From the descriptions of the 24 apps which mentioned a specific scientific technique, 11 unique conditions (§1) and 38 unique methods (§3.a.i) were identified, resulting in 49 unique literature searches being conducted – the results of which are presented in Supplementary Information 1. The most frequent combination found was the mention of cognitive behavioural therapy in relation to depression and anxiety (n = 7 and n = 6, respectively), for which positive evidence was found.14 The second most common combination was the use of “binaural beats” in relation to depression and anxiety (n = 4 and n = 3, respectively), for which no evidence could be found in the scientific literature. Other combinations described more than once were generally associated with positive evidence, including dialectical behaviour therapy for self-harm (n = 3),15 the use of the Patient Health Questionnaire (PHQ-9) for the assessment of depression (n = 3),16 the Generalised Anxiety Disorder (GAD-7) questionnaire for the assessment of anxiety (n = 2),17 and a harm reduction approach in substance use (n = 2).18 Active listening was also mentioned in reference to a range of conditions, and although no specific evidence could be identified in the literature searches, it is acknowledged that this is considered a key clinical skill.19 From the remaining combinations of techniques and conditions which were described once, the majority were also associated with positive evidence (n = 20), and the remainder with unclear evidence (n = 9) or no found evidence (n = 8).

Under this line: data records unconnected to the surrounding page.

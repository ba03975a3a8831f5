mod phases;
mod register_emissions;

use std::sync::{
    atomic::{AtomicUsize, Ordering},
    Arc,
};

use phases::{correspondence, Phase};
use register_emissions::Emissions;
use rxr_lifecycle::subjects::Subject;
use rxr_lifecycle::subscribe::Subscriber;
use rxr_lifecycle::{
    Compose, LifecycleHost, LifecycleProvider, LifecycleTransformer, Maybe, Observable, Observer,
    PhaseStream, Single, Subscribeable,
};

/// A component that exposes the lifecycle of the host it is attached to.
struct Screen {
    host: LifecycleHost<Phase>,
}

impl Screen {
    fn new() -> Self {
        Screen {
            host: LifecycleHost::new(Phase::Create, correspondence()),
        }
    }
}

impl LifecycleProvider<Phase> for Screen {
    fn lifecycle(&self) -> PhaseStream<Phase> {
        self.host.lifecycle()
    }

    fn bind_to_lifecycle(&self) -> LifecycleTransformer<Phase> {
        self.host.bind_to_lifecycle()
    }
}

#[test]
fn host_bindings_follow_the_current_phase() {
    let host = LifecycleHost::new(Phase::Create, correspondence());
    let (mut values, source) = Subject::emitter_receiver();

    let whole = Emissions::new();
    Observable::from(source.clone())
        .compose(&host.bind_to_lifecycle())
        .subscribe(whole.subscriber());

    host.advance(Phase::Start);
    host.advance(Phase::Resume);
    let foreground = Emissions::new();
    Observable::from(source)
        .compose(&host.bind_to_lifecycle())
        .subscribe(foreground.subscriber());
    assert_eq!(host.observers(), 2);

    values.next(1);
    host.advance(Phase::Pause);
    values.next(2);

    assert_eq!(foreground.nexts(), vec![1]);
    assert_eq!(foreground.completes(), 1);
    assert_eq!(host.observers(), 1);

    host.advance(Phase::Stop);
    host.advance(Phase::Destroy);
    assert_eq!(whole.nexts(), vec![1, 2]);
    assert_eq!(whole.completes(), 1);
    assert_eq!(host.observers(), 0);
    assert_eq!(host.current(), Phase::Destroy);
}

#[test]
fn host_bind_until_event_uses_explicit_phase() {
    let host = LifecycleHost::new(Phase::Resume, correspondence());
    let emissions = Emissions::<u8>::new();

    Single::never()
        .compose(&host.bind_until_event(Phase::Stop))
        .subscribe(emissions.single());

    host.advance(Phase::Pause);
    assert!(emissions.is_silent());
    host.advance(Phase::Stop);
    assert!(emissions.is_cancelled());
}

#[test]
fn finishing_the_host_leaves_pending_bindings_running() {
    let host = LifecycleHost::new(Phase::Start, correspondence());
    let (mut values, source) = Subject::emitter_receiver();
    let emissions = Emissions::new();

    Observable::from(source)
        .compose(&host.bind_to_lifecycle())
        .subscribe(emissions.subscriber());
    host.finish();
    values.next('a');

    assert!(host.is_finished());
    assert_eq!(emissions.nexts(), vec!['a']);
    assert!(emissions.is_silent());
    assert_eq!(host.observers(), 0);
}

#[test]
fn custom_provider_delegates_to_its_host() {
    let screen = Screen::new();
    let emissions = Emissions::<u8>::new();

    Maybe::never()
        .compose(&screen.bind_to_lifecycle())
        .subscribe(emissions.maybe());
    let repeated = Emissions::<u8>::new();
    Maybe::never()
        .compose(&screen.bind_until_event(Phase::Start))
        .subscribe(repeated.maybe());

    screen.host.advance(Phase::Start);
    assert_eq!(repeated.completes(), 1);
    assert!(emissions.is_silent());

    screen.host.advance(Phase::Destroy);
    assert_eq!(emissions.completes(), 1);
    assert!(emissions.nexts().is_empty());
    assert!(screen.lifecycle().same_as(&screen.host.lifecycle()));
    assert_eq!(screen.bind_to_lifecycle(), screen.host.bind_to_lifecycle());
}

// Completes the bound stream by advancing the host it is bound to.
fn advancing_on_complete(
    host: &Arc<LifecycleHost<Phase>>,
    to: Phase,
    completes: &Arc<AtomicUsize>,
) -> Subscriber<u8> {
    let host = Arc::clone(host);
    let completes = Arc::clone(completes);
    Subscriber::new(
        |_| {},
        |_| {},
        move || {
            completes.fetch_add(1, Ordering::SeqCst);
            host.advance(to);
        },
    )
}

#[test]
fn binding_to_a_destroyed_host_may_advance_it_on_completion() {
    let host = Arc::new(LifecycleHost::new(Phase::Destroy, correspondence()));
    let completes = Arc::new(AtomicUsize::new(0));
    let (_values, source) = Subject::emitter_receiver();

    Observable::from(source)
        .compose(&host.bind_to_lifecycle())
        .subscribe(advancing_on_complete(&host, Phase::Destroy, &completes));

    assert_eq!(completes.load(Ordering::SeqCst), 1);
    assert_eq!(host.observers(), 0);
    assert_eq!(host.current(), Phase::Destroy);
}

#[test]
fn binding_ended_by_the_replayed_phase_may_advance_the_host() {
    let host = Arc::new(LifecycleHost::new(Phase::Pause, correspondence()));
    let completes = Arc::new(AtomicUsize::new(0));
    let (_values, source) = Subject::emitter_receiver();

    Observable::from(source)
        .compose(&host.bind_until_event(Phase::Pause))
        .subscribe(advancing_on_complete(&host, Phase::Stop, &completes));

    assert_eq!(completes.load(Ordering::SeqCst), 1);
    assert_eq!(host.observers(), 0);
    assert_eq!(host.current(), Phase::Stop);
}

#[test]
fn cleanup_may_advance_the_host_that_ended_the_binding() {
    let host = Arc::new(LifecycleHost::new(Phase::Resume, correspondence()));
    let completes = Arc::new(AtomicUsize::new(0));
    let (mut values, source) = Subject::emitter_receiver();

    let later = Emissions::new();
    Observable::from(source.clone())
        .compose(&host.bind_to_lifecycle())
        .subscribe(advancing_on_complete(&host, Phase::Stop, &completes));
    Observable::from(source)
        .compose(&host.bind_until_event(Phase::Stop))
        .subscribe(later.subscriber());

    values.next(1);
    host.advance(Phase::Pause);

    assert_eq!(completes.load(Ordering::SeqCst), 1);
    assert_eq!(later.nexts(), vec![1]);
    assert_eq!(later.completes(), 1);
    assert_eq!(host.current(), Phase::Stop);
    assert_eq!(host.observers(), 0);
}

Overall, from the 49 combinations of conditions and methods, 26 (53%) were associated with positive evidence, 13 (27%) were associated with unclear evidence, and evidence could not be found for 10 (20%). Aggregating at an app-level, a third of the apps described at least one technique for which evidence could not be found (8/24, 33%).

Discussion

Seventy-three mental health apps, representing the most highly ranked apps from the two major app stores, were examined in this study. Sixty-four percent of these apps made positive claims about their effectiveness, and 45% claimed acceptability. Statements supporting the use of the apps were presented through scientific descriptions (44%), technical expertise (32%), appeals to the “wisdom of the crowd” (19%), or lived experience involvement (14%). Of the scientific methods described, just over a half (53%) were associated with evidence in academic literature; of the apps describing specific scientific techniques, a third referred to techniques for which no evidence could be found (33%).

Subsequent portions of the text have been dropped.